Chief Punishing Officer: Applejack
Corporal: Applebloom
Total spanks: 29 are specifically mentioned. Due to just vague mentions of spanking continuing, I would guess at least 38.
Damage: Near scarlet.
Victim's state: Distressed, crying, sniffling.

Overall: A bit of a lack of flow. I'd recommend switching up sentence types more, as you have a lot of similar length sentences together in that piece. You've got a good idea about using longer sentences when it comes to the more emotional parts, where she's focusing on the disappointment of her family.

I would say it's one of your more realistic spanking pieces. As this is one of those where Apple Bloom acts how a kid usually would. Taking a long time to arrive, and also not fully leaning in and just going with it, as much as just staying there nervous until pushed to raise her tail.

This spanking also does get a lot more build up than some of your others. I think if you had more of a lead in like this, you'd be able to have more thrilling short stories, and as it would feel more truly earned.

Stars: Well a star rating would just invalidate everything I say by trying to encapsulate it in meaningless symbols, when the true value should be in the above review.

10519874
Thanks for the review. I believe I mentioned that Apple Bloom was outside when it started to rain and the barn was the closest shelter. Where do you feel I could improve sentence length? Glad you like my longer sentences, I've been playing with them. (Also, I mentioned Sweetie and Scoots getting a time-out, not a paddling.) If it wasn't a comedy-type story, I probably would play with the idea of more repercussions for the loss of the apples. Hmm...btw, did I manage to have an emotional effect on the reader? Did you "feel" for Bloom?

And ask the mods about the fetish tag. I have no idea how it works since they insist on putting it on non-sexual stories. It's quite irksome, but I'm not going to fight over it, it's too silly.

10520006



While she is outside, wouldn't it make more sense just to run into the main house? It's not that much farther away. 2nd: Oh, I must have misread the time out/paddling thing.

On improving sentence length: Here's a paragraph showing what I mean.

She jumped up and then atop the ball, giggling as it rolled beneath her. She kicked up her legs, feeling the ball roll beneath her. Picking up speed, the ball rolled across the floor making her wildly laugh from atop it, continuing to kick her legs across the ball's surface. The ball went so fast she could no longer control it and it slipped from beneath her hooves, knocking her down to the ground. Quickly, she scrambled back up and pouted at her oldest friend.

You use the same words a lot in this paragraph for example, and that really hurts flow sometimes if not intentional. "ball beneath her" and beneath in general appears three times. Also, you use the word ball five times. The first sentence is fourteen words, then an eleven word sentence. Not bad. But afterwards is two 24 word sentences. And an eleven word sentence to end. So you use the same length sentences several times in a row.

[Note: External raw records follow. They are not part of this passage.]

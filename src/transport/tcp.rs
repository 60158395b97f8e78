//! TCP reference connector.
//!
//! Readiness is a plain TCP connect to the server within the probe timeout.
//! No call protocol is spoken over these connections, so call execution
//! reports `Unimplemented`; plug a protocol-specific [`Connector`] in for that.

use super::{CallStream, Connection, Connector, Status};
use async_trait::async_trait;
use bytes::Bytes;
use std::sync::Arc;
use std::sync::atomic::{AtomicBool, Ordering};
use std::time::Duration;
use tokio::net::TcpStream;
use tokio::time::timeout;
use tracing::debug;

/// Creates [`TcpConnection`]s. Connecting is lazy: nothing is dialed until
/// the first readiness probe.
#[derive(Debug, Clone)]
pub struct TcpConnector {
    connect_timeout: Duration,
}

impl TcpConnector {
    /// Create a connector whose dials give up after `connect_timeout`.
    pub fn new(connect_timeout: Duration) -> Self {
        Self { connect_timeout }
    }
}

impl Default for TcpConnector {
    fn default() -> Self {
        Self::new(Duration::from_secs(10))
    }
}

#[async_trait]
impl Connector for TcpConnector {
    async fn connect(&self, address: &str, port: u16) -> Result<Arc<dyn Connection>, Status> {
        if address.is_empty() {
            return Err(Status::new(
                super::Code::InvalidArgument,
                "server address cannot be empty",
            ));
        }
        Ok(Arc::new(TcpConnection::new(
            format_target(address, port),
            self.connect_timeout,
        )))
    }
}

/// A lazily dialed TCP connection handle.
#[derive(Debug)]
pub struct TcpConnection {
    target: String,
    connect_timeout: Duration,
    closed: AtomicBool,
}

impl TcpConnection {
    fn new(target: String, connect_timeout: Duration) -> Self {
        Self {
            target,
            connect_timeout,
            closed: AtomicBool::new(false),
        }
    }

    /// The `host:port` this connection dials.
    pub fn target(&self) -> &str {
        &self.target
    }

    fn ensure_open(&self) -> Result<(), Status> {
        if self.closed.load(Ordering::Acquire) {
            Err(Status::unavailable(format!("connection to {} is closed", self.target)))
        } else {
            Ok(())
        }
    }
}

#[async_trait]
impl Connection for TcpConnection {
    async fn is_ready(&self) -> Result<bool, Status> {
        if self.closed.load(Ordering::Acquire) {
            return Ok(false);
        }

        match timeout(self.connect_timeout, TcpStream::connect(self.target.as_str())).await {
            Ok(Ok(_stream)) => Ok(true),
            Ok(Err(e)) => {
                debug!(target = %self.target, error = %e, "tcp dial failed");
                Err(Status::unavailable(format!("connection failed: {}", e)))
            }
            Err(_) => Err(Status::deadline_exceeded("connection timeout")),
        }
    }

    async fn close(&self) {
        if !self.closed.swap(true, Ordering::AcqRel) {
            debug!(target = %self.target, "tcp connection closed");
        }
    }

    async fn invoke(&self, method: &str, _request: Bytes) -> Result<Bytes, Status> {
        self.ensure_open()?;
        Err(Status::unimplemented(format!(
            "tcp connector cannot execute call {}",
            method
        )))
    }

    async fn open_stream(&self, method: &str) -> Result<Box<dyn CallStream>, Status> {
        self.ensure_open()?;
        Err(Status::unimplemented(format!(
            "tcp connector cannot open stream {}",
            method
        )))
    }
}

/// Join host and port, bracketing bare IPv6 literals.
fn format_target(address: &str, port: u16) -> String {
    if address.contains(':') && !address.starts_with('[') {
        format!("[{}]:{}", address, port)
    } else {
        format!("{}:{}", address, port)
    }
}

If you mix the types of sentences: Simple, compound, complex, compound-complex, you'll add more of a flow.

Recommended changes goes to:

Apple Bloom jumped on top of the ball, and giggled as it rolled beneath her. She ran her legs across the surface, increasing speed, and cackled at maximum velocity, where after, due to a lack of control, the ball slipped. Apple Bloom's eyes widened. Snout met floor boards, and the rest of the body followed with a backflip. Scrambling, Apple Bloom stood and pouted at her oldest best friend, while nursing her injured snout.

Eh, the flow's off in my example too, but flow's really hard to nail.

On feeling: Eh, maybe not particularly? Like, I'm not really all that emotional in the first place, and rather logical. Not anything against you, though.

10520874
I'll put it down to opinion, cause I like my version better than yours to be honest. No offense and thank you for sharing your thoughts.

Took me long enough to read this. I regret not doing it sooner, because this was really good. I found i
heartwarming and adorable that Apple Bloom was still dead set on cleaning up even after she was punished. She made a bad decision, but she's a really good filly.

10529953
Probably the best hearted filly on the show.